Les commémorations des 42 ans de magistrature suprême du président camerounais ont commencé le week-end dernier sur fond d'appels à une nouvelle candidature en 2025 : "J'irai dire à Etoudi, comme Molière dirait à Rome, que le Sud demande au président Paul Biya d'être candidat à la prochaine élection. Cette conclusion est, du reste, conforme à l'article 27 alinéa 3 des statuts du parti majoritaire."

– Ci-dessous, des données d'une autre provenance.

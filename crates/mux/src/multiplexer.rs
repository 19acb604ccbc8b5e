// SPDX-License-Identifier: BUSL-1.1
// Copyright (c) 2026 Alfred Jean LLC

//! The listening or connecting endpoint of multiplexed control connections.

use std::future::Future;
use std::path::Path;
use std::sync::atomic::{AtomicU64, Ordering};
use std::sync::Arc;

use tokio::io::{AsyncRead, AsyncWrite};
use tokio::net::{TcpListener, TcpStream, ToSocketAddrs, UnixListener, UnixStream};
use tokio::task::{JoinHandle, JoinSet};
use tokio_util::sync::CancellationToken;
use tracing::{debug, error, info};

use crate::connection;
use crate::{ConnectionInfo, Disconnect, DispatchingReceiver, MuxError, Peer, RouteRegistry};

/// Builds one session per registered route for every physical connection and
/// drives those connections.
#[derive(Clone)]
pub struct ControlMultiplexer {
    registry: RouteRegistry,
    next_id: Arc<AtomicU64>,
}

impl ControlMultiplexer {
    pub fn new(registry: RouteRegistry) -> Self {
        Self { registry, next_id: Arc::new(AtomicU64::new(1)) }
    }

    pub fn registry(&self) -> &RouteRegistry {
        &self.registry
    }

    /// Instantiate a session for every route, in registration order.
    pub fn build_connection(&self, peer: Peer) -> DispatchingReceiver {
        let conn = ConnectionInfo { id: self.next_id.fetch_add(1, Ordering::Relaxed), peer };
        DispatchingReceiver::new(
            self.registry.iter().map(|(route, factory)| (route.clone(), factory.build(&conn))).collect(),
        )
    }

    /// Run every factory's start hook, in registration order.
    pub async fn start(&self) {
        for (route, factory) in self.registry.iter() {
            info!(route = %route, "starting route");
            factory.start().await;
        }
    }

    /// Run every factory's stop hook, in registration order.
    pub async fn stop(&self) {
        for (route, factory) in self.registry.iter() {
            info!(route = %route, "stopping route");
            factory.stop().await;
        }
    }

    /// Run one connection over an already split stream until it ends.
    pub async fn drive<R, W>(
        &self,
        reader: R,
        writer: W,
        peer: Peer,
        cancel: CancellationToken,
    ) -> Disconnect
    where
        R: AsyncRead + Unpin + Send,
        W: AsyncWrite + Unpin + Send + 'static,
    {
        let receiver = self.build_connection(peer);
        connection::run(reader, writer, receiver, cancel).await
    }

    /// Accept connections on a Unix socket until `cancel` fires, one task per
    /// connection. Returns once every connection's sessions have stopped.
    pub async fn serve_unix(&self, listener: UnixListener, cancel: CancellationToken) {
        let mut connections = JoinSet::new();
        loop {
            tokio::select! {
                _ = cancel.cancelled() => break,
                Some(_) = connections.join_next(), if !connections.is_empty() => {}
                result = listener.accept() => match result {
                    Ok((stream, _)) => {
                        let (reader, writer) = stream.into_split();
                        connections.spawn(self.connection(reader, writer, Peer::Unix, cancel.child_token()));
                    }
                    Err(e) => error!("Unix accept error: {}", e),
                },
            }
        }
        wait_for_connections(connections).await;
    }

    /// Accept connections on a TCP listener until `cancel` fires. Returns once
    /// every connection's sessions have stopped.
    pub async fn serve_tcp(&self, listener: TcpListener, cancel: CancellationToken) {
        let mut connections = JoinSet::new();
        loop {
            tokio::select! {
                _ = cancel.cancelled() => break,
                Some(_) = connections.join_next(), if !connections.is_empty() => {}
                result = listener.accept() => match result {
                    Ok((stream, addr)) => {
                        debug!("TCP connection from {}", addr);
                        let (reader, writer) = stream.into_split();
                        connections.spawn(self.connection(reader, writer, Peer::Tcp(addr), cancel.child_token()));
                    }
                    Err(e) => error!("TCP accept error: {}", e),
                },
            }
        }
        wait_for_connections(connections).await;
    }

    /// Connect to a multiplexer listening on a Unix socket.
    pub async fn connect_unix(&self, path: impl AsRef<Path>) -> Result<MuxHandle, MuxError> {
        let stream = UnixStream::connect(path).await?;
        let (reader, writer) = stream.into_split();
        let cancel = CancellationToken::new();
        let task = self.spawn_connection(reader, writer, Peer::Unix, cancel.clone());
        Ok(MuxHandle { cancel, task })
    }

    /// Connect to a multiplexer listening on TCP.
    pub async fn connect_tcp(&self, addr: impl ToSocketAddrs) -> Result<MuxHandle, MuxError> {
        let stream = TcpStream::connect(addr).await?;
        let peer = Peer::Tcp(stream.peer_addr()?);
        let (reader, writer) = stream.into_split();
        let cancel = CancellationToken::new();
        let task = self.spawn_connection(reader, writer, peer, cancel.clone());
        Ok(MuxHandle { cancel, task })
    }

    fn spawn_connection<R, W>(
        &self,
        reader: R,
        writer: W,
        peer: Peer,
        cancel: CancellationToken,
    ) -> JoinHandle<Disconnect>
    where
        R: AsyncRead + Unpin + Send + 'static,
        W: AsyncWrite + Unpin + Send + 'static,
    {
        tokio::spawn(self.connection(reader, writer, peer, cancel))
    }

    fn connection<R, W>(
        &self,
        reader: R,
        writer: W,
        peer: Peer,
        cancel: CancellationToken,
    ) -> impl Future<Output = Disconnect> + Send + 'static
    where
        R: AsyncRead + Unpin + Send + 'static,
        W: AsyncWrite + Unpin + Send + 'static,
    {
        let mux = self.clone();
        async move {
            let peer_name = peer.to_string();
            let reason = mux.drive(reader, writer, peer, cancel).await;
            log_disconnect(&peer_name, &reason);
            reason
        }
    }
}

async fn wait_for_connections(mut connections: JoinSet<Disconnect>) {
    while let Some(result) = connections.join_next().await {
        if let Err(e) = result {
            error!("control connection task failed: {}", e);
        }
    }
}

fn log_disconnect(peer: &str, reason: &Disconnect) {
    match reason {
        Disconnect::Error(_) => error!(peer, %reason, "control connection failed"),
        _ => debug!(peer, %reason, "control connection closed"),
    }
}

/// A running outbound connection.
pub struct MuxHandle {
    cancel: CancellationToken,
    task: JoinHandle<Disconnect>,
}

impl MuxHandle {
    /// Wait for the connection to end on its own.
    pub async fn join(self) -> Disconnect {
        match self.task.await {
            Ok(reason) => reason,
            Err(e) => Disconnect::Error(format!("connection task failed: {e}")),
        }
    }

    /// Stop the connection and wait for its sessions to be stopped.
    pub async fn close(self) -> Disconnect {
        self.cancel.cancel();
        self.join().await
    }

    pub fn is_finished(&self) -> bool {
        self.task.is_finished()
    }
}

#[cfg(test)]
#[path = "multiplexer_tests.rs"]
mod tests;
//! Terminal table rendering for rosters, registers, and statistics.
//!
//! The rendering layer consumes plain view models; nothing in here
//! mutates or queries the register.

use crate::libs::query::DayStats;
use crate::libs::register::DayRow;
use crate::libs::student::Student;
use prettytable::{row, Table};

pub struct View {}

impl View {
    pub fn students(students: &[Student]) {
        let mut table = Table::new();

        table.add_row(row!["ID", "NAME", "CLASS", "EMAIL"]);
        for student in students {
            table.add_row(row![student.id, student.name, student.class, student.email]);
        }
        table.printstd();
    }

    pub fn register(rows: &[DayRow]) {
        let mut table = Table::new();

        table.add_row(row!["ID", "NAME", "CLASS", "STATUS", "TIME"]);
        for entry in rows {
            table.add_row(row![
                entry.id,
                entry.name,
                entry.class,
                entry.status,
                entry.time.as_deref().unwrap_or("-")
            ]);
        }
        table.printstd();
    }

    pub fn classes(classes: &[String]) {
        let mut table = Table::new();

        table.add_row(row!["CLASS"]);
        for class in classes {
            table.add_row(row![class]);
        }
        table.printstd();
    }

    pub fn stats(stats: &DayStats) {
        let mut table = Table::new();

        table.add_row(row!["PRESENT", "ABSENT", "TOTAL", "RATE"]);
        table.add_row(row![stats.present, stats.absent, stats.total, format!("{}%", stats.rate)]);
        table.printstd();
    }
}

Cette promesse est du ministre Jacques Fame Ndongo, secrétaire à la communication du RDPC, le parti de Paul Biya, au pouvoir depuis le 6 novembre 1982. C'était samedi dernier à Ebolowa, à l'occasion d'une énième projection publique d'un film documentaire qui vante les mérites du chef de l'Etat et fait le tour du pays depuis quelque temps. 

Le même message a été entendu dans les Bamboutos, à l'Ouest, plus précisément de la bouche du ministre Emmanuel Nganou Djoumessi. D'autres meetings à travers le Cameroun, marquant la célébration des 42 ans au pouvoir de l'homme du 6 novembre, se déroulent aujourd'hui, jour anniversaire, sur ces mêmes sons de cloche.  

Un président dépassé

Les appels, comme celui du ministre Jacques Fame Ndongo, à une sixième candidature de Paul Biya en 2025, ne plaisent pas à l'avocat et homme politique, Joseph Lavoisier Tsapy, membre du parti d'opposition SDF.

"Paul Biya est un monsieur fatigué, épuisé" (Joseph Lavoisier Tsapy)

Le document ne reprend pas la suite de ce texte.